American author and screenwriter

Peter Lyon (1915–1996) was an American author, biographer and radio program writer. His 1963 biography of innovative magazine editor S. S. McClure was a finalist for the National Book Award and was awarded a George Polk Award. Lyon transitioned from writing for different radio programs in the 1940s to becoming a non-fiction author and magazine reporter.

The biography detailed how McClure, as editor of his magazine McClure's, pioneered a new form of investigative journalism known as muckraking and introduced the public to some of the 20th century's most well known writers. Muckracking was a new style of investigative journalism intended to expose to the public various injustices occurring in government, commercial, educational and other institutions. McClure was the maternal grandfather of Lyon.
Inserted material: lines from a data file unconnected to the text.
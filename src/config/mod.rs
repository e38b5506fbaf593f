use serde::Deserialize;
use std::collections::HashMap;
use std::fs;
use std::io;
use std::path::{Path, PathBuf};
use std::sync::Once;
use std::time::Duration;
use thiserror::Error;
use tracing::{debug, info};

const DEFAULT_CONFIG_PATH: &str = "config/bridge.toml";
pub const CONFIG_PATH: &str = DEFAULT_CONFIG_PATH;
/// Environment file preloaded before config parsing so `${VAR}` references
/// in launch specs resolve against it.
pub const ENV_PATH: &str = "config/.env";

const DEFAULT_STATE_DIR: &str = ".gangway";
const DEFAULT_SYNOPSIS_CHARS: usize = 500;
const DEFAULT_CALL_TIMEOUT_SECS: u64 = 30;
const DEFAULT_STARTUP_TIMEOUT_SECS: u64 = 10;

static ENV_LOADER: Once = Once::new();

pub fn ensure_env_loaded() {
    ENV_LOADER.call_once(|| {
        let _ = dotenvy::from_filename(ENV_PATH);
    });
}

#[derive(Debug, Error)]
pub enum ConfigError {
    #[error("failed to read config from {path:?}: {source}")]
    Io {
        path: PathBuf,
        #[source]
        source: io::Error,
    },
    #[error("failed to parse config from {path:?}: {source}")]
    Parse {
        path: PathBuf,
        #[source]
        source: toml::de::Error,
    },
    #[error(
        "invalid server name {name:?}: names must be non-empty and contain only \
         alphanumerics, '-' or '_'"
    )]
    InvalidServerName { name: String },
    #[error("server {name:?} is configured more than once")]
    DuplicateServer { name: String },
    #[error("server {name:?} has an empty command")]
    EmptyCommand { name: String },
}

/// Launch specification for one capability server.
///
/// The name doubles as the manifest file stem and the prefix of every
/// `server/tool` address, so it is restricted to path-safe characters at
/// load time.
#[derive(Debug, Clone, PartialEq, Eq)]
pub struct ServerConfig {
    pub name: String,
    pub command: PathBuf,
    pub args: Vec<String>,
    pub env: HashMap<String, String>,
}

#[derive(Debug, Clone, Deserialize)]
struct RawServer {
    name: String,
    command: String,
    #[serde(default)]
    args: Vec<String>,
    #[serde(default)]
    env: HashMap<String, String>,
}

impl From<RawServer> for ServerConfig {
    fn from(raw: RawServer) -> Self {
        let expand = |s: &str| -> String {
            shellexpand::full(s)
                .map(|cow| cow.into_owned())
                .unwrap_or_else(|_| s.to_string())
        };

        let command = PathBuf::from(expand(&raw.command));
        let args = raw.args.iter().map(|arg| expand(arg)).collect();

        Self {
            name: raw.name,
            command,
            args,
            env: raw.env,
        }
    }
}

/// Tunables for the bridge itself, all optional in the file.
#[derive(Debug, Clone)]
pub struct BridgeSettings {
    /// Root of the on-disk state (cached manifests and invocation results).
    pub state_dir: PathBuf,
    /// Character bound for the inline synopsis of an invocation result.
    pub synopsis_chars: usize,
    /// Per-request deadline for tool calls.
    pub call_timeout_secs: u64,
    /// Deadline for the spawn-and-initialize handshake.
    pub startup_timeout_secs: u64,
}

impl BridgeSettings {
    pub fn call_timeout(&self) -> Duration {
        Duration::from_secs(self.call_timeout_secs)
    }

    pub fn startup_timeout(&self) -> Duration {
        Duration::from_secs(self.startup_timeout_secs)
    }

    pub fn manifests_dir(&self) -> PathBuf {
        self.state_dir.join("manifests")
    }

    pub fn results_dir(&self) -> PathBuf {
        self.state_dir.join("results")
    }
}

impl Default for BridgeSettings {
    fn default() -> Self {
        Self {
            state_dir: PathBuf::from(DEFAULT_STATE_DIR),
            synopsis_chars: DEFAULT_SYNOPSIS_CHARS,
            call_timeout_secs: DEFAULT_CALL_TIMEOUT_SECS,
            startup_timeout_secs: DEFAULT_STARTUP_TIMEOUT_SECS,
        }
    }
}

#[derive(Debug, Deserialize, Default)]
struct RawBridge {
    state_dir: Option<String>,
    synopsis_chars: Option<usize>,
    call_timeout_secs: Option<u64>,
    startup_timeout_secs: Option<u64>,
}

impl From<RawBridge> for BridgeSettings {
    fn from(raw: RawBridge) -> Self {
        let defaults = BridgeSettings::default();
        let state_dir = raw
            .state_dir
            .map(|s| {
                PathBuf::from(
                    shellexpand::full(&s)
                        .map(|cow| cow.into_owned())
                        .unwrap_or(s),
                )
            })
            .unwrap_or(defaults.state_dir);
        Self {
            state_dir,
            synopsis_chars: raw.synopsis_chars.unwrap_or(defaults.synopsis_chars),
            call_timeout_secs: raw.call_timeout_secs.unwrap_or(defaults.call_timeout_secs),
            startup_timeout_secs: raw
                .startup_timeout_secs
                .unwrap_or(defaults.startup_timeout_secs),
        }
    }
}

#[derive(Debug, Deserialize, Default)]
struct RawConfig {
    #[serde(default)]
    servers: Vec<RawServer>,
    #[serde(default)]
    bridge: RawBridge,
}

#[derive(Debug, Clone)]
pub struct AppConfig {
    pub servers: Vec<ServerConfig>,
    pub bridge: BridgeSettings,
}

impl AppConfig {
    pub fn load(path: Option<&Path>) -> Result<Self, ConfigError> {
        ensure_env_loaded();
        if let Some(path) = path {
            return read_config(path);
        }
        let default_path = Path::new(DEFAULT_CONFIG_PATH);
        match read_config(default_path) {
            Ok(config) => Ok(config),
            Err(ConfigError::Io { source, .. }) if source.kind() == io::ErrorKind::NotFound => {
                info!("Configuration file not found; using defaults");
                Ok(Self::default())
            }
            Err(other) => Err(other),
        }
    }

    pub fn server(&self, name: &str) -> Option<&ServerConfig> {
        self.servers.iter().find(|s| s.name == name)
    }
}

impl Default for AppConfig {
    fn default() -> Self {
        Self {
            servers: Vec::new(),
            bridge: BridgeSettings::default(),
        }
    }
}

fn read_config(path: &Path) -> Result<AppConfig, ConfigError> {
    debug!(path = %path.display(), "Reading bridge configuration file");
    let content = fs::read_to_string(path).map_err(|source| ConfigError::Io {
        path: path.to_path_buf(),
        source,
    })?;
    let parsed: RawConfig = toml::from_str(&content).map_err(|source| ConfigError::Parse {
        path: path.to_path_buf(),
        source,
    })?;
    validate(parsed)
}

fn validate(parsed: RawConfig) -> Result<AppConfig, ConfigError> {
    let mut servers: Vec<ServerConfig> = Vec::with_capacity(parsed.servers.len());
    for raw in parsed.servers {
        if !is_valid_server_name(&raw.name) {
            return Err(ConfigError::InvalidServerName { name: raw.name });
        }
        let server = ServerConfig::from(raw);
        if server.command.as_os_str().is_empty() {
            return Err(ConfigError::EmptyCommand { name: server.name });
        }
        if servers.iter().any(|existing| existing.name == server.name) {
            return Err(ConfigError::DuplicateServer { name: server.name });
        }
        servers.push(server);
    }

    Ok(AppConfig {
        servers,
        bridge: BridgeSettings::from(parsed.bridge),
    })
}

fn is_valid_server_name(name: &str) -> bool {
    !name.is_empty()
        && name
            .chars()
            .all(|c| c.is_ascii_alphanumeric() || c == '-' || c == '_')
}
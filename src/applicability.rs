//! # Applicable-Action Generation
//!
//! Two flavours behind one interface. The grounded generator walks the
//! match tree built over the delete-relaxed ground action universe; the
//! lifted generator runs the satisfying-binding generator per action
//! schema and grounds each yielded binding on the fly. For every
//! reachable state both produce the same set of ground actions.

use crate::bitset::Bitset;
use crate::error::PlannerResult;
use crate::grounding::{AssignmentSet, BindingGenerator, EvalContext, Grounder};
use crate::match_tree::{MatchElement, MatchTree, MatchTreeStatistics};
use crate::pddl::ir::{Kind, Problem};
use crate::state::DenseState;

pub enum ApplicableActionGenerator {
    Grounded(GroundedApplicableActions),
    Lifted(LiftedApplicableActions),
}

impl ApplicableActionGenerator {
    /// Collect the ground actions applicable in `dense` into `out`,
    /// deterministically for a given state and generator structure.
    pub fn collect_applicable(
        &self,
        dense: &DenseState,
        problem: &mut Problem,
        grounder: &mut Grounder,
        statics: &Bitset,
        out: &mut Vec<u32>,
    ) -> PlannerResult<()> {
        out.clear();
        match self {
            ApplicableActionGenerator::Grounded(generator) => {
                out.extend(generator.iter(dense, &problem.static_values));
                Ok(())
            }
            ApplicableActionGenerator::Lifted(generator) => {
                generator.collect(dense, problem, grounder, statics, out)
            }
        }
    }
}

/// Match-tree walker over the delete-relaxed action universe.
pub struct GroundedApplicableActions {
    tree: MatchTree,
}

impl GroundedApplicableActions {
    pub fn new(grounder: &Grounder, action_ids: &[u32]) -> Self {
        let elements = action_ids
            .iter()
            .map(|&id| MatchElement {
                id,
                condition: grounder.action(id).precondition.clone(),
            })
            .collect();
        GroundedApplicableActions {
            tree: MatchTree::build(elements),
        }
    }

    /// Lazily yield the applicable action ids in tree order.
    pub fn iter<'a>(
        &'a self,
        dense: &'a DenseState,
        static_values: &'a [(u32, f64)],
    ) -> impl Iterator<Item = u32> + 'a {
        self.tree.applicable(dense, static_values)
    }

    pub fn statistics(&self) -> &MatchTreeStatistics {
        self.tree.statistics()
    }
}

/// On-the-fly generator: satisfying bindings per schema, grounded as
/// they are yielded.
pub struct LiftedApplicableActions {
    generators: Vec<BindingGenerator>,
}

impl LiftedApplicableActions {
    pub fn new(problem: &Problem, static_sets: &AssignmentSet) -> Self {
        let generators = problem
            .actions
            .iter()
            .map(|action| {
                BindingGenerator::new(&problem.pool, action.precondition.clone(), static_sets)
            })
            .collect();
        LiftedApplicableActions { generators }
    }

    fn collect(
        &self,
        dense: &DenseState,
        problem: &mut Problem,
        grounder: &mut Grounder,
        statics: &Bitset,
        out: &mut Vec<u32>,
    ) -> PlannerResult<()> {
        let Problem {
            ref mut pool,
            ref actions,
            ref static_values,
            ..
        } = *problem;

        let fluent_sets =
            AssignmentSet::build(pool, Kind::Fluent, dense.fluent.iter_ones().map(|a| a as u32));
        let derived_sets = AssignmentSet::build(
            pool,
            Kind::Derived,
            dense.derived.iter_ones().map(|a| a as u32),
        );

        let mut pending: Vec<(usize, Vec<u32>)> = Vec::new();
        {
            let ctx = EvalContext {
                pool,
                statics,
                static_values,
                dense,
            };
            for (schema_index, generator) in self.generators.iter().enumerate() {
                for binding in generator.bindings(ctx, &fluent_sets, &derived_sets, false) {
                    pending.push((schema_index, binding));
                }
            }
        }

        for (schema_index, binding) in pending {
            let schema = &actions[schema_index];
            if let Some(id) =
                grounder.ground_action(pool, schema, &binding, statics, static_values)?
            {
                out.push(id);
            }
        }
        Ok(())
    }
}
The biography, entitled Success Story: The Life and Times of SS McClure, was negatively reviewed in The American Historical Review. The reviewer noted that despite having a new trove of primary source material (the McClure Papers), Lyon had failed to synthesize a coherent narrative of McClure's personal life or motivations, instead mostly rehashing what was previously written about the editor. The reviewer noted that very few parts of the biography were devoted to the more turbulent and challenging latter part of McClure's life, after the golden age of the magazine (1893–1912) had passed. The reviewer concluded that: "Lyon's treatment of the magazine is as incomplete as is his portrait of McClure." The reviewer also stated that McClure's editorial decisions and leadership at the magazine are poorly explained, further concluding: "The reader receives little understanding of McClure's precise contribution to the success of the magazine" In a positive review in The New York Times, Charles Poore commended Lyon for explaining the intricacies of how McClure engaged in his novel form of investigative journalism; shedding light on unethical behaviors of individuals and groups, with the goal of bettering society. The reviewer concluded that the biography was one of the outstanding books of the year.
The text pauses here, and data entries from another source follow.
//! # Groundplan Planner Binary
//!
//! Front-end driver: parse a PDDL domain/problem pair, run serialised
//! iterated width, and write the plan file.
//!
//! ## Usage
//!
//! ```bash
//! groundplan -D domain.pddl -P problem.pddl -O plan.txt -A 2 -G 1 -V 1
//! ```
//!
//! Exit code 0 covers every search outcome, including exhausted and
//! unsolvable runs that produce no plan; exit code 1 means the
//! arguments or the PDDL input were rejected.

use anyhow::Context;
use clap::Parser as ClapParser;
use groundplan::search::SearchOptions;
use groundplan::{Config, EventMode, Planner, SearchStatus, SiwOptions};
use std::path::PathBuf;
use std::time::Duration;
use tracing_subscriber::EnvFilter;

#[derive(Debug, ClapParser)]
#[command(name = "groundplan", about = "Width-based planner for PDDL tasks")]
struct Args {
    /// The path to the PDDL domain file
    #[arg(short = 'D', long = "domain")]
    domain: PathBuf,

    /// The path to the PDDL problem file
    #[arg(short = 'P', long = "problem")]
    problem: PathBuf,

    /// The path to the output plan file
    #[arg(short = 'O', long = "plan")]
    plan: PathBuf,

    /// Maximum IW arity used per SIW subproblem
    #[arg(short = 'A', long = "arity")]
    arity: Option<usize>,

    /// Non-zero selects the grounded applicable-action generator
    #[arg(short = 'G', long = "grounded")]
    grounded: Option<usize>,

    /// Verbosity level (0 quiet, 1 statistics, 2 debug)
    #[arg(short = 'V', long = "verbosity", default_value_t = 0)]
    verbosity: usize,
}

fn init_logging(verbosity: usize, config: &Config) {
    let level = match verbosity {
        0 => config.logging.level.clone(),
        1 => "info".to_string(),
        _ => "debug".to_string(),
    };
    let filter = EnvFilter::try_from_default_env()
        .unwrap_or_else(|_| EnvFilter::new(format!("groundplan={level}")));
    tracing_subscriber::fmt()
        .with_env_filter(filter)
        .with_target(false)
        .with_writer(std::io::stderr)
        .init();
}

fn main() {
    let args = Args::parse();

    let config = Config::load().unwrap_or_else(|error| {
        eprintln!("warning: bad configuration, using defaults: {error}");
        Config::default()
    });
    init_logging(args.verbosity, &config);

    match run(&args, &config) {
        Ok(()) => std::process::exit(0),
        Err(error) => {
            eprintln!("error: {error:#}");
            std::process::exit(1);
        }
    }
}

fn run(args: &Args, config: &Config) -> anyhow::Result<()> {
    let arity = args.arity.unwrap_or(config.search.max_arity).max(1);
    let grounded = args
        .grounded
        .map_or(config.search.grounded, |value| value != 0);
    let event_mode = match args.verbosity {
        0 | 1 => EventMode::Default,
        _ => EventMode::Debug,
    };

    tracing::info!(
        domain = %args.domain.display(),
        problem = %args.problem.display(),
        grounded,
        arity,
        "loading task"
    );

    let mut planner = Planner::from_files(&args.domain, &args.problem, grounded, event_mode)
        .context("failed to load the planning task")?;

    let options = SiwOptions {
        max_arity: arity,
        search: SearchOptions {
            max_num_states: (config.search.max_num_states > 0)
                .then_some(config.search.max_num_states),
            timeout: (config.search.timeout_seconds > 0)
                .then(|| Duration::from_secs(config.search.timeout_seconds)),
            event_mode,
        },
    };

    let result = planner.solve_siw(&options).context("search failed")?;

    match result.status {
        SearchStatus::Solved => {
            let plan = result.plan.as_ref().expect("a solved run carries a plan");
            std::fs::write(&args.plan, planner.render_plan(plan))
                .with_context(|| format!("cannot write plan file {}", args.plan.display()))?;
            println!(
                "Solved: {} actions, cost {}.",
                plan.len(),
                plan.cost
            );
        }
        SearchStatus::Unsolvable => println!("Unsolvable."),
        SearchStatus::Exhausted => println!("Exhausted without finding a plan."),
        SearchStatus::TimedOut => println!("Timed out."),
    }

    if args.verbosity >= 1 {
        let statistics = serde_json::json!({
            "siw": &result.statistics,
            "max_effective_width": result.statistics.maximum_effective_width(),
            "grounder": planner.context().grounder_statistics(),
        });
        eprintln!("{}", serde_json::to_string_pretty(&statistics)?);
    }

    Ok(())
}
Lyon spent most of his career as a freelance writer. His other books included: The Wild, Wild West and Eisenhower: Portrait of the Hero. He was also a contributor to American Heritage magazine.

Early in his career, during the 1940s, Lyon was a writer for many radio programs including The March of Time, Cavalcade of America, Theater Guild on the Air, and The Eternal Light. Lyon was the president of the Radio Writer's Guild which was the predecessor to the Writers Guild of America. His radio career was abruptly ended in 1950 when he was accused of being a communist by Senator Joseph McCarthy during the Red Scare. A victim of McCarthyism, he was promptly expelled from any further radio work.